These Are Led Zeppelin's Sappiest Love Songs, Hands Down

The history of Led Zeppelin doesn't include a whole lot of love songs, especially considering they weren't the most innocent. But when the loud and heavy electric blues and arena rock band that dominated the '70s worked from the heart, it went all the way. Led by howling and prototypical frontman Robert Plant and the supernaturally shredding guitarist Jimmy Page, Led Zeppelin usually left tender and sweet subjects like love to the hippies and folkies that preceded its rise. This was a band that was devoted to reinventing old blues standards, and it focused on the subjects therein: heartbreak, carnal pleasures, and the joys of music. When Led Zeppelin did get introspective, it was usually about the occult or the works of J.R.R. Tolkien.

Only when the members of Led Zeppelin got really moved or really smitten did it tackle the complicated subject of love, in many of its forms. Here are five times when Led Zeppelin showed its softer, vulnerable side, and recorded its most openly emotional — and downright gushy — songs about love.

Thank You

One of the band's quieter songs, "Thank You," requires a simple, bubbly keyboard-led arrangement so as to showcase Plant's earnest and pleading vocals. The track on 1969's "Led Zeppelin II" surprised fans who were already used to the band's very loud, heavy, and abrasive sound. But this was something different, a gentle ballad that's just one declaration of love after another. Plant wrote the song for Maureen Wilson, whom he'd married about a year earlier.

That's all understandable and adorable, but that doesn't make it any less corny. It's called "Thank You," after all — and one person solicitously lays it on really thick, in which they thank another person for loving them. The lyrics are loaded with ideas out of a Poetry 101 textbook that are such well-known clichés that only someone within the early throes of deep love wouldn't recognize as being hoary and cringey. For example, Plant proclaims that his love will endure after the sun is dead and the mountains have fallen down, which will certainly only happen long after the world stops smiling so hard, the musician suggests. There also exist some very obvious rhymes for some simple sentiments — Plant pairs "rain" with "pain," and "love is strong" with "there is no wrong."

Going to California

Robert Plant would call himself a major fan of Joni Mitchell, and after following her career and watching her perform, he became so smitten — or at least enamored with the idea of her, or her creative persona — that he was moved to write a song for Led Zeppelin. Inspired by "California," a track on Mitchell's album "Blue," Plant led the way for the composition of "A Guide to California," which evolved into "Going to California," recorded for Led Zeppelin's fourth, untitled album, in 1971.

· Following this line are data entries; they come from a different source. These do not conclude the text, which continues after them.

use std::{fmt, marker::PhantomData, sync::Arc};

use log::{debug, warn};

use crate::{
    core::{
        formatter::Formatter,
        names::{infer_field_names, to_member_name},
        record::Record,
    },
    error::CsvError,
    item::csv::csv_format::CsvFormat,
};

/// Binds one CSV column, by position, to a record field.
#[derive(Clone)]
pub struct CsvColumn {
    field_name: String,
    formatter: Option<Arc<dyn Formatter>>,
}

impl CsvColumn {
    pub fn new(field_name: impl Into<String>) -> Self {
        Self {
            field_name: field_name.into(),
            formatter: None,
        }
    }

    pub fn with_formatter(field_name: impl Into<String>, formatter: Arc<dyn Formatter>) -> Self {
        Self {
            field_name: field_name.into(),
            formatter: Some(formatter),
        }
    }

    pub fn field_name(&self) -> &str {
        &self.field_name
    }

    pub fn formatter(&self) -> Option<&dyn Formatter> {
        self.formatter.as_deref()
    }
}

impl fmt::Debug for CsvColumn {
    fn fmt(&self, f: &mut fmt::Formatter<'_>) -> fmt::Result {
        f.debug_struct("CsvColumn")
            .field("field_name", &self.field_name)
            .field("formatter", &self.formatter.is_some())
            .finish()
    }
}

/// An enumeration whose variants name the CSV columns, in order.
///
/// Variant names are converted with
/// [`to_member_name`](crate::core::names::to_member_name), so
/// `POSTAL_ADDRESS` binds to the `postalAddress` (or `postal_address`) field.
pub trait ColumnNames {
    fn column_names() -> &'static [&'static str];
}

/// Describes how CSV rows map onto records of type `T`.
///
/// A descriptor couples a [`CsvFormat`] with the ordered list of columns.
/// Columns are declared explicitly or, when the format has a header and none
/// were declared, loaded from the first row by the reader.
///
/// In strict mode every column added is checked against `T` and a missing
/// field is reported as [`CsvError::Binding`]. In relaxed mode the check is
/// left to the reader.
///
/// # Examples
///
/// ```
/// use csv_binder::csv_record;
/// use csv_binder::item::csv::csv_descriptor::CsvDescriptor;
///
/// #[derive(Debug, Default)]
/// struct Person {
///     name: String,
///     address: String,
/// }
///
/// csv_record!(Person { name, address });
///
/// let mut descriptor = CsvDescriptor::<Person>::new();
/// descriptor.add_columns(["name", "address"]).unwrap();
///
/// assert_eq!(descriptor.columns().len(), 2);
/// assert_eq!(descriptor.columns()[1].field_name(), "address");
/// ```
pub struct CsvDescriptor<T> {
    format: CsvFormat,
    columns: Vec<CsvColumn>,
    record: PhantomData<fn() -> T>,
}

impl<T> fmt::Debug for CsvDescriptor<T> {
    fn fmt(&self, f: &mut fmt::Formatter<'_>) -> fmt::Result {
        f.debug_struct("CsvDescriptor")
            .field("format", &self.format)
            .field("columns", &self.columns)
            .finish()
    }
}

impl<T> Clone for CsvDescriptor<T> {
    fn clone(&self) -> Self {
        Self {
            format: self.format.clone(),
            columns: self.columns.clone(),
            record: PhantomData,
        }
    }
}

impl<T: Record> Default for CsvDescriptor<T> {
    fn default() -> Self {
        Self::new()
    }
}

impl<T: Record> CsvDescriptor<T> {
    /// Creates a descriptor with the default format and no columns.
    pub fn new() -> Self {
        Self::with_format(CsvFormat::default())
    }

    pub fn with_format(format: CsvFormat) -> Self {
        Self {
            format,
            columns: Vec::new(),
            record: PhantomData,
        }
    }

    pub fn format(&self) -> &CsvFormat {
        &self.format
    }

    pub fn format_mut(&mut self) -> &mut CsvFormat {
        &mut self.format
    }

    pub fn type_name(&self) -> &'static str {
        T::type_name()
    }

    pub fn columns(&self) -> &[CsvColumn] {
        &self.columns
    }

    /// Appends a column without formatter.
    pub fn column(&mut self, field_name: &str) -> Result<&mut Self, CsvError> {
        self.push(CsvColumn::new(field_name))
    }

    /// Appends a column whose values go through `formatter`.
    pub fn column_with_formatter<F>(
        &mut self,
        field_name: &str,
        formatter: F,
    ) -> Result<&mut Self, CsvError>
    where
        F: Formatter + 'static,
    {
        self.push(CsvColumn::with_formatter(field_name, Arc::new(formatter)))
    }

    /// Appends one column per field name, in order.
    pub fn add_columns<I, S>(&mut self, field_names: I) -> Result<&mut Self, CsvError>
    where
        I: IntoIterator<Item = S>,
        S: AsRef<str>,
    {
        for field_name in field_names {
            self.column(field_name.as_ref())?;
        }
        Ok(self)
    }

    /// Appends one column per variant of `E`.
    pub fn columns_from<E: ColumnNames>(&mut self) -> Result<&mut Self, CsvError> {
        for name in E::column_names() {
            self.push(CsvColumn::new(to_member_name(name)))?;
        }
        Ok(self)
    }

    /// Loads columns from a header row.
    ///
    /// Does nothing when columns are already declared.
    ///
    /// # Errors
    ///
    /// In strict mode, returns [`CsvError::Binding`] for the first header
    /// token that does not resolve to a field of `T`.
    pub fn load(&mut self, header: &[String]) -> Result<(), CsvError> {
        if !self.columns.is_empty() {
            debug!(
                "Columns already declared for |{}|. Ignore CSV header.",
                T::type_name()
            );
            return Ok(());
        }

        for field_name in infer_field_names(header) {
            self.push(CsvColumn::new(field_name))?;
        }
        debug!(
            "Loaded |{}| columns from CSV header for |{}|.",
            self.columns.len(),
            T::type_name()
        );
        Ok(())
    }

    pub(crate) fn push(&mut self, column: CsvColumn) -> Result<&mut Self, CsvError> {
        if self.format.strict() && !T::field_exists(column.field_name()) {
            warn!(
                "Missing field |{}#{}|",
                T::type_name(),
                column.field_name()
            );
            return Err(CsvError::Binding {
                type_name: T::type_name(),
                field: column.field_name.clone(),
            });
        }
        self.columns.push(column);
        Ok(self)
    }
}
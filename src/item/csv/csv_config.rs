//! Descriptor configuration loaded from structured data.
//!
//! A [`CsvDescriptorConfig`] carries the format attributes and the column list
//! of a descriptor. It is usually deserialized from JSON:
//!
//! ```json
//! {
//!   "type": "Person",
//!   "delimiter": ";",
//!   "header": false,
//!   "charset": "Cp1250",
//!   "columns": [
//!     { "field": "name", "format": "upper" },
//!     { "field": "address" }
//!   ]
//! }
//! ```
//!
//! Column formatters are named and resolved through a [`FormatterRegistry`].

use std::{collections::HashMap, fmt, sync::Arc};

use log::debug;
use serde::{Deserialize, Serialize};

use crate::{
    core::{formatter::Formatter, record::Record},
    error::CsvError,
    item::csv::{
        csv_descriptor::{CsvColumn, CsvDescriptor},
        csv_format::CsvFormat,
    },
};

/// Format attributes and columns of a descriptor. Absent attributes keep the
/// format defaults.
#[derive(Debug, Clone, Default, PartialEq, Serialize, Deserialize)]
#[serde(default)]
pub struct CsvDescriptorConfig {
    /// Record type name, checked against the bound type when present.
    #[serde(rename = "type", skip_serializing_if = "Option::is_none")]
    pub record_type: Option<String>,
    pub delimiter: Option<char>,
    pub comment: Option<char>,
    /// Shorthand for identical open and close quotes.
    pub quote: Option<char>,
    #[serde(alias = "open-quote")]
    pub open_quote: Option<char>,
    #[serde(alias = "close-quote")]
    pub close_quote: Option<char>,
    pub escape: Option<char>,
    pub header: Option<bool>,
    #[serde(alias = "empty-lines")]
    pub empty_lines: Option<bool>,
    pub trim: Option<bool>,
    pub charset: Option<String>,
    #[serde(alias = "null-value")]
    pub null_value: Option<String>,
    pub strict: Option<bool>,
    pub columns: Vec<CsvColumnConfig>,
}

#[derive(Debug, Clone, Default, PartialEq, Serialize, Deserialize)]
#[serde(default)]
pub struct CsvColumnConfig {
    pub field: Option<String>,
    /// Formatter name, looked up in the [`FormatterRegistry`].
    pub format: Option<String>,
}

/// Named formatters available to descriptor configurations.
#[derive(Clone, Default)]
pub struct FormatterRegistry {
    formatters: HashMap<String, Arc<dyn Formatter>>,
}

impl fmt::Debug for FormatterRegistry {
    fn fmt(&self, f: &mut fmt::Formatter<'_>) -> fmt::Result {
        f.debug_set().entries(self.formatters.keys()).finish()
    }
}

impl FormatterRegistry {
    pub fn new() -> Self {
        Self::default()
    }

    /// Registers `formatter` under `name`, replacing any previous one.
    pub fn register<F>(&mut self, name: impl Into<String>, formatter: F) -> &mut Self
    where
        F: Formatter + 'static,
    {
        self.formatters.insert(name.into(), Arc::new(formatter));
        self
    }

    pub fn get(&self, name: &str) -> Option<Arc<dyn Formatter>> {
        self.formatters.get(name).cloned()
    }
}

impl CsvDescriptorConfig {
    /// Builds the format described by these attributes.
    ///
    /// # Errors
    ///
    /// [`CsvError::Configuration`] on an open quote without close quote (or
    /// the reverse) and on an unknown charset.
    pub fn format(&self) -> Result<CsvFormat, CsvError> {
        let mut builder = CsvFormat::builder();

        if let Some(delimiter) = self.delimiter {
            builder = builder.delimiter(delimiter);
        }
        if let Some(comment) = self.comment {
            builder = builder.comment(comment);
        }
        if let Some(quote) = self.quote {
            builder = builder.quote(quote);
        }
        match (self.open_quote, self.close_quote) {
            (Some(open), Some(close)) => builder = builder.quote_pair(open, close),
            (Some(_), None) => {
                return Err(CsvError::Configuration(
                    "missing <close_quote> attribute".to_string(),
                ));
            }
            (None, Some(_)) => {
                return Err(CsvError::Configuration(
                    "missing <open_quote> attribute".to_string(),
                ));
            }
            (None, None) => {}
        }
        if let Some(escape) = self.escape {
            builder = builder.escape(escape);
        }
        if let Some(header) = self.header {
            builder = builder.header(header);
        }
        if let Some(empty_lines) = self.empty_lines {
            builder = builder.empty_lines(empty_lines);
        }
        if let Some(trim) = self.trim {
            builder = builder.trim(trim);
        }
        if let Some(charset) = &self.charset {
            builder = builder.charset(charset.as_str());
        }
        if let Some(null_value) = &self.null_value {
            builder = builder.null_value(null_value.as_str());
        }
        if let Some(strict) = self.strict {
            builder = builder.strict(strict);
        }

        builder.build()
    }
}

impl<T: Record> CsvDescriptor<T> {
    /// Creates a descriptor from a configuration.
    ///
    /// # Errors
    ///
    /// [`CsvError::Configuration`] when the configured type does not match
    /// `T`, a column has no field name, a formatter name is not registered,
    /// or the format attributes are invalid. In strict mode a column naming
    /// a field missing from `T` fails with [`CsvError::Binding`].
    pub fn from_config(
        config: &CsvDescriptorConfig,
        registry: &FormatterRegistry,
    ) -> Result<Self, CsvError> {
        if let Some(record_type) = &config.record_type {
            if record_type != T::type_name() {
                return Err(CsvError::Configuration(format!(
                    "configured type |{record_type}| does not match descriptor type |{}|",
                    T::type_name()
                )));
            }
        }

        let mut descriptor = Self::with_format(config.format()?);

        for column in &config.columns {
            let field_name = column
                .field
                .as_deref()
                .filter(|field| !field.trim().is_empty())
                .ok_or_else(|| {
                    CsvError::Configuration("missing field name from column item".to_string())
                })?;

            let column = match &column.format {
                Some(name) => {
                    let formatter = registry.get(name).ok_or_else(|| {
                        CsvError::Configuration(format!("missing formatter |{name}|"))
                    })?;
                    CsvColumn::with_formatter(field_name, formatter)
                }
                None => CsvColumn::new(field_name),
            };
            descriptor.push(column)?;
        }

        debug!(
            "Configured |{}| columns for |{}|.",
            descriptor.columns().len(),
            T::type_name()
        );
        Ok(descriptor)
    }

    /// Creates a descriptor from a JSON configuration.
    ///
    /// # Errors
    ///
    /// [`CsvError::Configuration`] on malformed JSON, plus the errors of
    /// [`from_config`](Self::from_config).
    pub fn from_json(json: &str, registry: &FormatterRegistry) -> Result<Self, CsvError> {
        let config: CsvDescriptorConfig = serde_json::from_str(json)
            .map_err(|err| CsvError::Configuration(err.to_string()))?;
        Self::from_config(&config, registry)
    }
}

Plant starts off by declaring his intent to move to California, partially to leave behind a terrible girlfriend (who consumed all of his drugs and alcohol) in favor of an idealized and celebrated West Coast, where he just knows he's bound to meet a newer, more perfect lover, one with kind eyes and who weaves flowers into her hair, in the hippie style of the time. Following some poetic waxing about the natural wonders of the world, and California's in particular, Plant gets back to the matter at hand: praising and declaring his love for "his queen without a king." He provides an image of someone who certainly seems a lot like the beloved Mitchell, as she sings and plays guitar. But he can't help but get really sappy, wondering if his dream woman even exists, if he'll ever get to truly give all of us love over to another.

All My Love

"Sappy" just refers to overly and openly emotionally wrought material. The feelings that sappy songs try to convey are things like joy and gratitude, but such works can also explore tough and unbearable emotions. "All My Love" is a devastating gut-punch of a song, because it lives in the place where parental love collides with powerful, unspeakable grief. In one of the most tragic stories about Led Zeppelin, Robert Plant's son, Karac, died at the age of five in 1977, and in tribute, he wrote this song that appeared on Led Zeppelin's 1979 album "In Through the Out Door." It's as happy as it is profoundly sad. "I think it was just paying tribute to the joy that he gave us as a family, and in a crazy way, still does," Plant told AXS TV of the song.

Plant's character in "All My Love" is reeling, rattling off striking, visually oriented fragments that hint at sadness — he sings of chasing "a feather in the wind" and threads that are endless, not unlike the enduring ocean tides. He worries about both eventually forgetting his son and if the intense mourning period will ever cease. More direct and more likely to bring a tear to one's eye: Most of the song is a "toast" to Plant's boy, as he tenderly devotes every last bit of love he's ever had to the deceased.